Видимо, я слишком долго пробыл в пути, подумал я. И решил, что вечером попробую накормить ее хотя бы одним яблоком. Как только настало время запирать лавку, я поторопился домой. Жена поцеловала меня, поблагодарила, указав на яблоки, и заснула опять. Я же всякий час молил Всевышнего спасти ее, ибо казалось, что лишь ему одному это под силу.
На следующий день я снова ушел в лавку, и работа отвлекла меня от скорби и тревоги о жизни жены моей. Когда я расстилал ковры на солнце перед лавкой, то мимо прошел чернокожий раб, высокий, как пальма, и крепкий, как гребная фелука. В руке у него было яблоко. Я бросился за ним.
– Откуда у тебя это яблоко, добрый раб? – спросил я его.
– От моей заболевшей любовницы. – Он подмигнул мне. – Ее постылый муж целых две недели ездил за тремя яблоками. Она отдала мне одно, отказавшись от него ради меня. Вот это любовь, не правда ли?
Я едва устоял на ногах. Слова его все звучали в моих ушах, и я побежал домой как одержимый, повторяя снова и снова:
– О Аллах, прогони демона, который преследует меня, и пусть я увижу дома три яблока!
Ужасное подозрение закралось мне в сердце.
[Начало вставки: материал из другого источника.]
//! Featured-set rotation
//!
//! A featured set is a small random selection of listed catalog items that
//! stays current for a fixed lifetime. Reading the current set, or saving a
//! catalog item while no set is current, creates a new one. Failures on those
//! lazy paths are logged and counted, never surfaced to the caller.

use std::sync::atomic::{AtomicU64, Ordering};

use async_trait::async_trait;
use chrono::{DateTime, Duration, Utc};
use rand::seq::SliceRandom;

use crate::{
    config::FeaturedConfig,
    error::AppResult,
    models::{
        featured::{FeaturedSet, FeaturedSetView, NewFeaturedSet},
        item::CatalogItem,
    },
    repository::Repository,
};

use super::catalog::CatalogHook;

/// Pick up to `size` distinct items uniformly at random, in draw order
fn pick_featured(candidates: &[CatalogItem], size: usize) -> Vec<String> {
    let mut rng = rand::thread_rng();
    candidates
        .choose_multiple(&mut rng, size)
        .map(|item| item.id.clone())
        .collect()
}

pub struct FeaturedRotator {
    repository: Repository,
    config: FeaturedConfig,
    failures: AtomicU64,
}

impl FeaturedRotator {
    pub fn new(repository: Repository, config: FeaturedConfig) -> Self {
        Self {
            repository,
            config,
            failures: AtomicU64::new(0),
        }
    }

    /// Number of swallowed failures since startup
    pub fn failure_count(&self) -> u64 {
        self.failures.load(Ordering::Relaxed)
    }

    fn record_failure(&self, context: &str, error: &crate::error::AppError) {
        let total = self.failures.fetch_add(1, Ordering::Relaxed) + 1;
        tracing::warn!(failures = total, "Featured set {} failed: {}", context, error);
    }

    async fn draw(&self, now: DateTime<Utc>) -> AppResult<NewFeaturedSet> {
        let candidates = self.repository.catalog.list_available().await?;
        Ok(NewFeaturedSet {
            item_ids: pick_featured(&candidates, self.config.set_size),
            created_at: now,
            expires_at: now + Duration::hours(self.config.lifetime_hours),
        })
    }

    /// Current set, creating one when none is current.
    ///
    /// Returns an empty view when the stores fail.
    pub async fn get_current(&self) -> FeaturedSetView {
        let now = Utc::now();
        match self.ensure_current(now).await {
            Ok(set) => FeaturedSetView::from_set(set, now),
            Err(e) => {
                self.record_failure("lookup", &e);
                FeaturedSetView::empty()
            }
        }
    }

    /// Draw and persist a new set unconditionally (administrator refresh)
    pub async fn create_set(&self) -> AppResult<FeaturedSet> {
        let set = self.draw(Utc::now()).await?;
        let created = self.repository.featured.insert(&set).await?;
        tracing::info!(set_id = created.id, items = created.items.len(), "Featured set created");
        Ok(created)
    }

    /// Current set at `now`; a new one is drawn only when none is current
    pub async fn ensure_current(&self, now: DateTime<Utc>) -> AppResult<FeaturedSet> {
        if let Some(current) = self.repository.featured.current(now).await? {
            return Ok(current);
        }

        let set = self.draw(now).await?;
        let created = self.repository.featured.insert_unless_current(&set).await?;
        tracing::info!(set_id = created.id, items = created.items.len(), "Featured set rotated");
        Ok(created)
    }
}

#[async_trait]
impl CatalogHook for FeaturedRotator {
    async fn item_saved(&self, item: &CatalogItem) {
        if let Err(e) = self.ensure_current(Utc::now()).await {
            tracing::debug!(item_id = %item.id, "Featured refresh after catalog write skipped");
            self.record_failure("refresh", &e);
        }
    }
}

#[cfg(test)]
mod tests {
    use super::*;
    use std::collections::HashSet;
    use std::sync::Arc;

    use crate::{
        error::AppError,
        models::item::{DownloadPermission, ItemKind, MediaType},
        repository::{
            MockCatalogStore, MockFeaturedStore, MockInquiriesStore, MockLedgerStore, MockUsersStore,
        },
    };

    fn item(n: usize, listed: bool) -> CatalogItem {
        let now = Utc::now();
        CatalogItem {
            id: format!("BOOK-{:06X}", n),
            title: format!("Volume {}", n),
            author: "Anonymous".to_string(),
            description: "-".to_string(),
            publisher: None,
            media_type: MediaType::Book,
            kind: ItemKind::Physical,
            total_copies: 1,
            available_copies: 1,
            is_available: listed,
            categories: vec![],
            external_source: None,
            download_permission: DownloadPermission::None,
            created_at: now,
            updated_at: now,
        }
    }

    async fn seeded(listed: usize, unlisted: usize) -> FeaturedRotator {
        let repository = Repository::in_memory();
        for n in 0..listed + unlisted {
            repository.catalog.create(&item(n, n < listed)).await.unwrap();
        }
        FeaturedRotator::new(repository, FeaturedConfig::default())
    }

    #[test]
    fn test_pick_featured_is_distinct_and_bounded() {
        let items: Vec<CatalogItem> = (0..10).map(|n| item(n, true)).collect();
        let picked = pick_featured(&items, 4);
        assert_eq!(picked.len(), 4);
        assert_eq!(picked.iter().collect::<HashSet<_>>().len(), 4);

        assert_eq!(pick_featured(&items[..2], 4).len(), 2);
        assert!(pick_featured(&[], 4).is_empty());
    }

    #[tokio::test]
    async fn test_create_set_sizes() {
        let few = seeded(3, 2).await;
        let set = few.create_set().await.unwrap();
        assert_eq!(set.items.len(), 3);
        assert!(set.items.iter().all(|i| i.is_available));
        assert_eq!(set.expires_at - set.created_at, Duration::hours(12));

        let many = seeded(9, 0).await;
        let set = many.create_set().await.unwrap();
        assert_eq!(set.items.len(), 4);

        let none = seeded(0, 3).await;
        assert!(none.create_set().await.unwrap().items.is_empty());
    }

    #[tokio::test]
    async fn test_get_current_is_stable_within_lifetime() {
        let rotator = seeded(6, 0).await;
        let first = rotator.get_current().await;
        let second = rotator.get_current().await;

        assert!(first.is_current);
        assert_eq!(first.id, second.id);
        let ids = |v: &FeaturedSetView| v.items.iter().map(|i| i.item.id.clone()).collect::<Vec<_>>();
        assert_eq!(ids(&first), ids(&second));
    }

    #[tokio::test]
    async fn test_expired_set_is_replaced() {
        let rotator = seeded(6, 0).await;
        let now = Utc::now();
        let old = rotator.ensure_current(now).await.unwrap();

        let later = now + Duration::hours(13);
        let fresh = rotator.ensure_current(later).await.unwrap();
        assert_ne!(old.id, fresh.id);
        assert!(fresh.is_current(later));
    }

    #[tokio::test]
    async fn test_concurrent_readers_share_one_set() {
        let rotator = Arc::new(seeded(5, 0).await);
        let (a, b) = tokio::join!(rotator.get_current(), rotator.get_current());
        assert_eq!(a.id, b.id);
    }

    #[tokio::test]
    async fn test_store_failure_yields_empty_view() {
        let mut featured = MockFeaturedStore::new();
        featured.expect_current().returning(|_| Ok(None));
        let mut catalog = MockCatalogStore::new();
        catalog
            .expect_list_available()
            .returning(|| Err(AppError::Database(sqlx::Error::PoolTimedOut)));

        let repository = Repository {
            catalog: Arc::new(catalog),
            ledger: Arc::new(MockLedgerStore::new()),
            featured: Arc::new(featured),
            users: Arc::new(MockUsersStore::new()),
            inquiries: Arc::new(MockInquiriesStore::new()),
        };
        let rotator = FeaturedRotator::new(repository, FeaturedConfig::default());

        let view = rotator.get_current().await;
        assert!(view.items.is_empty());
        assert!(view.id.is_none());
        assert_eq!(rotator.failure_count(), 1);

        rotator.item_saved(&item(1, true)).await;
        assert_eq!(rotator.failure_count(), 2);
    }
}
//! Authentication and own-profile endpoints

use axum::{extract::State, http::StatusCode, Json};
use serde::{Deserialize, Serialize};
use utoipa::ToSchema;

use crate::{
    error::AppResult,
    models::user::{ChangePassword, Role, SignupRequest, UpdateProfile, User},
};

use super::AuthenticatedUser;

/// Login request
#[derive(Deserialize, ToSchema)]
pub struct LoginRequest {
    pub email: String,
    pub password: String,
}

/// Login response with JWT token
#[derive(Serialize, ToSchema)]
pub struct LoginResponse {
    /// JWT access token
    pub token: String,
    /// Always "Bearer"
    pub token_type: String,
    pub user_id: i32,
    pub role: Role,
}

/// Create a member account
#[utoipa::path(
    post,
    path = "/auth/signup",
    tag = "auth",
    request_body = SignupRequest,
    responses(
        (status = 201, description = "Account created", body = User),
        (status = 400, description = "Invalid input"),
        (status = 409, description = "Email already registered")
    )
)]
pub async fn signup(
    State(state): State<crate::AppState>,
    Json(request): Json<SignupRequest>,
) -> AppResult<(StatusCode, Json<User>)> {
    let user = state.services.users.signup(request).await?;
    Ok((StatusCode::CREATED, Json(user)))
}

/// Authenticate and get JWT token
#[utoipa::path(
    post,
    path = "/auth/login",
    tag = "auth",
    request_body = LoginRequest,
    responses(
        (status = 200, description = "Login successful", body = LoginResponse),
        (status = 401, description = "Invalid credentials")
    )
)]
pub async fn login(
    State(state): State<crate::AppState>,
    Json(request): Json<LoginRequest>,
) -> AppResult<Json<LoginResponse>> {
    let (token, user) = state
        .services
        .users
        .authenticate(&request.email, &request.password)
        .await?;

    Ok(Json(LoginResponse {
        token,
        token_type: "Bearer".to_string(),
        user_id: user.id,
        role: user.role,
    }))
}

/// Get own profile
#[utoipa::path(
    get,
    path = "/auth/profile",
    tag = "auth",
    security(("bearer_auth" = [])),
    responses(
        (status = 200, description = "Current user", body = User),
        (status = 401, description = "Not authenticated")
    )
)]
pub async fn get_profile(
    State(state): State<crate::AppState>,
    AuthenticatedUser(claims): AuthenticatedUser,
) -> AppResult<Json<User>> {
    let user = state.services.users.get_by_id(claims.user_id).await?;
    Ok(Json(user))
}

/// Update own profile
#[utoipa::path(
    put,
    path = "/auth/profile",
    tag = "auth",
    security(("bearer_auth" = [])),
    request_body = UpdateProfile,
    responses(
        (status = 200, description = "Profile updated", body = User),
        (status = 400, description = "Invalid input"),
        (status = 409, description = "Email already registered")
    )
)]
pub async fn update_profile(
    State(state): State<crate::AppState>,
    AuthenticatedUser(claims): AuthenticatedUser,
    Json(profile): Json<UpdateProfile>,
) -> AppResult<Json<User>> {
    let user = state.services.users.update_profile(claims.user_id, profile).await?;
    Ok(Json(user))
}

/// Change own password
#[utoipa::path(
    post,
    path = "/auth/change-password",
    tag = "auth",
    security(("bearer_auth" = [])),
    request_body = ChangePassword,
    responses(
        (status = 204, description = "Password changed"),
        (status = 400, description = "Current password is incorrect")
    )
)]
pub async fn change_password(
    State(state): State<crate::AppState>,
    AuthenticatedUser(claims): AuthenticatedUser,
    Json(request): Json<ChangePassword>,
) -> AppResult<StatusCode> {
    state.services.users.change_password(claims.user_id, request).await?;
    Ok(StatusCode::NO_CONTENT)
}
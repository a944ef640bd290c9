//! Lending ledger: borrow and return of physical copies

use chrono::{Duration, Utc};

use crate::{
    config::LendingConfig,
    error::{AppError, AppResult},
    models::{
        item::CatalogItem,
        loan::{LoanDetails, LoanRecord, OpenLoanOutcome},
    },
    repository::Repository,
};

#[derive(Clone)]
pub struct LendingLedger {
    repository: Repository,
    config: LendingConfig,
}

impl LendingLedger {
    pub fn new(repository: Repository, config: LendingConfig) -> Self {
        Self { repository, config }
    }

    async fn item(&self, item_id: &str) -> AppResult<CatalogItem> {
        self.repository
            .catalog
            .get(item_id)
            .await?
            .ok_or_else(|| AppError::NotFound(format!("Item {} not found", item_id)))
    }

    /// Borrow one copy of an item for `days` days
    pub async fn borrow(&self, item_id: &str, user_id: i32, days: i64) -> AppResult<LoanRecord> {
        let item = self.item(item_id).await?;

        if !item.is_borrowable() {
            tracing::debug!(item_id, user_id, "Borrow refused: digital item");
            return Err(AppError::DomainViolation("Digital items cannot be borrowed".to_string()));
        }

        if days < self.config.min_loan_days || days > self.config.max_loan_days {
            return Err(AppError::DomainViolation(format!(
                "Loan duration must be between {} and {} days",
                self.config.min_loan_days, self.config.max_loan_days
            )));
        }

        let now = Utc::now();
        let due_at = now + Duration::days(days);

        match self.repository.ledger.open_loan(user_id, item_id, now, due_at).await? {
            OpenLoanOutcome::Opened(loan) => {
                tracing::info!(loan_id = loan.id, item_id, user_id, "Item borrowed until {}", loan.due_at);
                Ok(loan)
            }
            OpenLoanOutcome::AlreadyBorrowed => {
                tracing::debug!(item_id, user_id, "Borrow refused: already on loan to user");
                Err(AppError::DomainViolation("You already have this item on loan".to_string()))
            }
            OpenLoanOutcome::NoCopies => {
                tracing::debug!(item_id, user_id, "Borrow refused: no copies left");
                Err(AppError::DomainViolation("No copies of this item are available".to_string()))
            }
            OpenLoanOutcome::ItemMissing => Err(AppError::NotFound(format!("Item {} not found", item_id))),
        }
    }

    /// Return the caller's open loan on an item
    pub async fn return_item(&self, item_id: &str, user_id: i32) -> AppResult<LoanRecord> {
        self.item(item_id).await?;

        let nothing_to_return = || AppError::DomainViolation("You have no open loan on this item to return".to_string());

        let open = self
            .repository
            .ledger
            .find_open(user_id, item_id)
            .await?
            .ok_or_else(nothing_to_return)?;

        // A concurrent return of the same loan makes the close a no-op
        let closed = self
            .repository
            .ledger
            .close_loan(open.id, Utc::now())
            .await?
            .ok_or_else(nothing_to_return)?;

        tracing::info!(loan_id = closed.id, item_id, user_id, "Item returned");
        Ok(closed)
    }

    /// Close a loan on behalf of its borrower
    pub async fn admin_return(&self, item_id: &str, loan_id: i32) -> AppResult<LoanRecord> {
        self.item(item_id).await?;

        let loan = self
            .repository
            .ledger
            .get(loan_id)
            .await?
            .filter(|l| l.item_id == item_id)
            .ok_or_else(|| AppError::NotFound(format!("Loan {} not found for item {}", loan_id, item_id)))?;

        let already_returned = || AppError::DomainViolation(format!("Loan {} is already returned", loan_id));
        if !loan.is_open() {
            return Err(already_returned());
        }

        let closed = self
            .repository
            .ledger
            .close_loan(loan.id, Utc::now())
            .await?
            .ok_or_else(already_returned)?;

        tracing::info!(loan_id, item_id, user_id = closed.user_id, "Loan closed by administrator");
        Ok(closed)
    }

    /// Open loans of a user
    pub async fn user_loans(&self, user_id: i32) -> AppResult<Vec<LoanDetails>> {
        self.repository.ledger.list_for_user(user_id, false).await
    }

    /// All loans of a user, returned ones included
    pub async fn user_history(&self, user_id: i32) -> AppResult<Vec<LoanDetails>> {
        self.repository.ledger.list_for_user(user_id, true).await
    }

    pub async fn active_loans(&self) -> AppResult<Vec<LoanDetails>> {
        self.repository.ledger.list_open().await
    }

    pub async fn overdue_loans(&self) -> AppResult<Vec<LoanDetails>> {
        self.repository.ledger.list_overdue(Utc::now()).await
    }
}

#[cfg(test)]
mod tests {
    use super::*;
    use std::sync::Arc;

    use crate::{
        models::item::{DownloadPermission, ItemKind, MediaType},
        repository::{
            MockCatalogStore, MockFeaturedStore, MockInquiriesStore, MockLedgerStore, MockUsersStore,
        },
    };

    fn item(id: &str, kind: ItemKind, copies: i32) -> CatalogItem {
        let now = Utc::now();
        CatalogItem {
            id: id.to_string(),
            title: "The Name of the Rose".to_string(),
            author: "Umberto Eco".to_string(),
            description: "-".to_string(),
            publisher: None,
            media_type: MediaType::Book,
            kind,
            total_copies: copies,
            available_copies: copies,
            is_available: true,
            categories: vec![],
            external_source: None,
            download_permission: DownloadPermission::None,
            created_at: now,
            updated_at: now,
        }
    }

    async fn ledger_with(items: &[CatalogItem]) -> (LendingLedger, Repository) {
        let repository = Repository::in_memory();
        for item in items {
            repository.catalog.create(item).await.unwrap();
        }
        (LendingLedger::new(repository.clone(), LendingConfig::default()), repository)
    }

    async fn available(repository: &Repository, id: &str) -> i32 {
        repository.catalog.get(id).await.unwrap().unwrap().available_copies
    }

    #[tokio::test]
    async fn test_borrow_then_return_restores_copies() {
        let (ledger, repository) = ledger_with(&[item("BOOK-000001", ItemKind::Physical, 2)]).await;

        let loan = ledger.borrow("BOOK-000001", 7, 14).await.unwrap();
        assert!(loan.is_open());
        assert_eq!(loan.due_at - loan.borrowed_at, Duration::days(14));
        assert_eq!(available(&repository, "BOOK-000001").await, 1);

        let returned = ledger.return_item("BOOK-000001", 7).await.unwrap();
        assert!(returned.returned);
        assert!(returned.returned_at.is_some());
        assert_eq!(available(&repository, "BOOK-000001").await, 2);

        let again = ledger.return_item("BOOK-000001", 7).await;
        assert!(matches!(again, Err(AppError::DomainViolation(_))));
    }

    #[tokio::test]
    async fn test_borrow_without_copies_leaves_counter() {
        let (ledger, repository) = ledger_with(&[item("BOOK-000002", ItemKind::Physical, 1)]).await;
        ledger.borrow("BOOK-000002", 1, 7).await.unwrap();

        let refused = ledger.borrow("BOOK-000002", 2, 7).await;
        assert!(matches!(refused, Err(AppError::DomainViolation(_))));
        assert_eq!(available(&repository, "BOOK-000002").await, 0);
    }

    #[tokio::test]
    async fn test_second_borrow_by_same_user_refused_until_return() {
        let (ledger, _) = ledger_with(&[item("BOOK-000003", ItemKind::Physical, 3)]).await;
        ledger.borrow("BOOK-000003", 5, 7).await.unwrap();

        let duplicate = ledger.borrow("BOOK-000003", 5, 7).await;
        assert!(matches!(duplicate, Err(AppError::DomainViolation(_))));

        ledger.return_item("BOOK-000003", 5).await.unwrap();
        assert!(ledger.borrow("BOOK-000003", 5, 7).await.is_ok());
    }

    #[tokio::test]
    async fn test_duration_bounds() {
        let (ledger, _) = ledger_with(&[item("BOOK-000004", ItemKind::Physical, 10)]).await;

        for days in [0, 31, -3] {
            let result = ledger.borrow("BOOK-000004", days as i32 + 100, days).await;
            assert!(matches!(result, Err(AppError::DomainViolation(_))), "{} days", days);
        }
        assert!(ledger.borrow("BOOK-000004", 1, 1).await.is_ok());
        assert!(ledger.borrow("BOOK-000004", 2, 30).await.is_ok());
    }

    #[tokio::test]
    async fn test_digital_and_unknown_items() {
        let (ledger, _) = ledger_with(&[item("BOOK-000005", ItemKind::Digital, 0)]).await;

        let digital = ledger.borrow("BOOK-000005", 1, 7).await;
        assert!(matches!(digital, Err(AppError::DomainViolation(_))));

        let unknown = ledger.borrow("BOOK-FFFFFF", 1, 7).await;
        assert!(matches!(unknown, Err(AppError::NotFound(_))));

        let unknown = ledger.return_item("BOOK-FFFFFF", 1).await;
        assert!(matches!(unknown, Err(AppError::NotFound(_))));
    }

    #[tokio::test]
    async fn test_concurrent_borrow_of_last_copy() {
        let (ledger, repository) = ledger_with(&[item("BOOK-000006", ItemKind::Physical, 1)]).await;

        let (a, b) = tokio::join!(
            ledger.borrow("BOOK-000006", 1, 7),
            ledger.borrow("BOOK-000006", 2, 7)
        );

        assert_eq!([a.is_ok(), b.is_ok()].iter().filter(|ok| **ok).count(), 1);
        let failure = if a.is_err() { a } else { b };
        assert!(matches!(failure, Err(AppError::DomainViolation(_))));
        assert_eq!(available(&repository, "BOOK-000006").await, 0);
    }

    #[tokio::test]
    async fn test_admin_return() {
        let (ledger, repository) = ledger_with(&[
            item("BOOK-000007", ItemKind::Physical, 1),
            item("BOOK-000008", ItemKind::Physical, 1),
        ])
        .await;
        let loan = ledger.borrow("BOOK-000007", 3, 7).await.unwrap();

        let wrong_item = ledger.admin_return("BOOK-000008", loan.id).await;
        assert!(matches!(wrong_item, Err(AppError::NotFound(_))));

        let closed = ledger.admin_return("BOOK-000007", loan.id).await.unwrap();
        assert_eq!(closed.user_id, 3);
        assert_eq!(available(&repository, "BOOK-000007").await, 1);

        let twice = ledger.admin_return("BOOK-000007", loan.id).await;
        assert!(matches!(twice, Err(AppError::DomainViolation(_))));
    }

    #[tokio::test]
    async fn test_listings() {
        let (ledger, _) = ledger_with(&[
            item("BOOK-000009", ItemKind::Physical, 1),
            item("BOOK-00000A", ItemKind::Physical, 1),
        ])
        .await;
        ledger.borrow("BOOK-000009", 4, 7).await.unwrap();
        ledger.borrow("BOOK-00000A", 4, 7).await.unwrap();
        ledger.return_item("BOOK-000009", 4).await.unwrap();

        assert_eq!(ledger.user_loans(4).await.unwrap().len(), 1);
        assert_eq!(ledger.user_history(4).await.unwrap().len(), 2);
        assert_eq!(ledger.active_loans().await.unwrap().len(), 1);
        assert!(ledger.overdue_loans().await.unwrap().is_empty());
    }

    #[tokio::test]
    async fn test_store_failure_is_propagated() {
        let mut catalog = MockCatalogStore::new();
        catalog
            .expect_get()
            .returning(|_| Ok(Some(item("BOOK-00000B", ItemKind::Physical, 1))));
        let mut ledger_store = MockLedgerStore::new();
        ledger_store
            .expect_open_loan()
            .returning(|_, _, _, _| Err(AppError::Database(sqlx::Error::PoolTimedOut)));

        let repository = Repository {
            catalog: Arc::new(catalog),
            ledger: Arc::new(ledger_store),
            featured: Arc::new(MockFeaturedStore::new()),
            users: Arc::new(MockUsersStore::new()),
            inquiries: Arc::new(MockInquiriesStore::new()),
        };
        let ledger = LendingLedger::new(repository, LendingConfig::default());

        let result = ledger.borrow("BOOK-00000B", 1, 7).await;
        assert!(matches!(result, Err(ref e) if e.is_transient()));
    }
}
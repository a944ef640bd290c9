//! User model and related types

use chrono::{DateTime, Utc};
use serde::{Deserialize, Serialize};
use sqlx::FromRow;
use utoipa::ToSchema;
use validator::Validate;

use crate::error::AppError;

/// Account role
#[derive(Debug, Clone, Copy, PartialEq, Eq, Serialize, Deserialize, ToSchema)]
#[serde(rename_all = "lowercase")]
pub enum Role {
    Member,
    Admin,
}

impl Role {
    pub fn as_str(&self) -> &'static str {
        match self {
            Role::Member => "member",
            Role::Admin => "admin",
        }
    }
}

impl std::fmt::Display for Role {
    fn fmt(&self, f: &mut std::fmt::Formatter<'_>) -> std::fmt::Result {
        write!(f, "{}", self.as_str())
    }
}

impl std::str::FromStr for Role {
    type Err = String;

    fn from_str(s: &str) -> Result<Self, Self::Err> {
        match s.to_lowercase().as_str() {
            "member" | "user" => Ok(Role::Member),
            "admin" => Ok(Role::Admin),
            _ => Err(format!("Invalid role: {}", s)),
        }
    }
}

/// Internal row structure for database queries
#[derive(Debug, Clone, FromRow)]
pub struct UserRow {
    id: i32,
    email: String,
    first_name: String,
    last_name: String,
    role: String,
    password_hash: String,
    created_at: DateTime<Utc>,
}

impl From<UserRow> for User {
    fn from(row: UserRow) -> Self {
        User {
            id: row.id,
            email: row.email,
            first_name: row.first_name,
            last_name: row.last_name,
            role: row.role.parse().unwrap_or(Role::Member),
            password_hash: row.password_hash,
            created_at: row.created_at,
        }
    }
}

/// User account
#[derive(Debug, Clone, Serialize, Deserialize, ToSchema)]
pub struct User {
    pub id: i32,
    /// Login name
    pub email: String,
    pub first_name: String,
    pub last_name: String,
    pub role: Role,
    /// Hashed password (argon2)
    #[serde(skip_serializing, default)]
    pub password_hash: String,
    pub created_at: DateTime<Utc>,
}

/// Account about to be persisted
#[derive(Debug, Clone)]
pub struct NewUser {
    pub email: String,
    pub first_name: String,
    pub last_name: String,
    pub role: Role,
    pub password_hash: String,
}

/// Signup request
#[derive(Debug, Deserialize, Validate, ToSchema)]
pub struct SignupRequest {
    #[validate(email(message = "Invalid email format"))]
    pub email: String,
    #[validate(length(min = 8, message = "Password must be at least 8 characters"))]
    pub password: String,
    #[validate(length(min = 1, max = 30, message = "First name must be 1-30 characters"))]
    pub first_name: String,
    #[validate(length(min = 1, max = 30, message = "Last name must be 1-30 characters"))]
    pub last_name: String,
}

/// Update own profile request
#[derive(Debug, Deserialize, Validate, ToSchema)]
pub struct UpdateProfile {
    #[validate(email(message = "Invalid email format"))]
    pub email: Option<String>,
    #[validate(length(min = 1, max = 30, message = "First name must be 1-30 characters"))]
    pub first_name: Option<String>,
    #[validate(length(min = 1, max = 30, message = "Last name must be 1-30 characters"))]
    pub last_name: Option<String>,
}

/// Change password request
#[derive(Debug, Deserialize, Validate, ToSchema)]
pub struct ChangePassword {
    pub current_password: String,
    #[validate(length(min = 8, message = "Password must be at least 8 characters"))]
    pub new_password: String,
}

/// Update role request (admin only)
#[derive(Debug, Deserialize, ToSchema)]
pub struct UpdateRole {
    pub role: Role,
}

/// JWT Claims for authenticated users
#[derive(Debug, Clone, Serialize, Deserialize)]
pub struct UserClaims {
    pub sub: String,
    pub user_id: i32,
    pub role: Role,
    pub exp: i64,
    pub iat: i64,
}

impl UserClaims {
    /// Create a new JWT token
    pub fn create_token(&self, secret: &str) -> Result<String, jsonwebtoken::errors::Error> {
        use jsonwebtoken::{encode, EncodingKey, Header};
        encode(
            &Header::default(),
            self,
            &EncodingKey::from_secret(secret.as_bytes()),
        )
    }

    /// Parse JWT token
    pub fn from_token(token: &str, secret: &str) -> Result<Self, jsonwebtoken::errors::Error> {
        use jsonwebtoken::{decode, DecodingKey, Validation};
        let token_data = decode::<Self>(
            token,
            &DecodingKey::from_secret(secret.as_bytes()),
            &Validation::default(),
        )?;
        Ok(token_data.claims)
    }

    pub fn is_admin(&self) -> bool {
        self.role == Role::Admin
    }

    /// Require admin privileges
    pub fn require_admin(&self) -> Result<(), AppError> {
        if self.is_admin() {
            Ok(())
        } else {
            Err(AppError::Authorization("Administrator privileges required".to_string()))
        }
    }
}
Неужели жена моя обманула меня, попросив яблок только для того, чтобы я уехал и оставил ее наедине с любовником?
Я вошел в дом и поклялся себе, коснувшись своего глаза: «Клянусь этим глазом, что, если не увижу трех яблок, то перережу жене горло от уха до уха».
Я зашел в ее комнату и, к великому моему потрясению, горю и несчастью, увидел два яблока, а не три. Охваченный гневом и ревностью, я чуть не растолкал жену, но все же сдержался и спросил спокойно:
– Где третье яблоко, жена? Я вижу только два.
– Не знаю, – проговорила она тихо, не открывая глаз.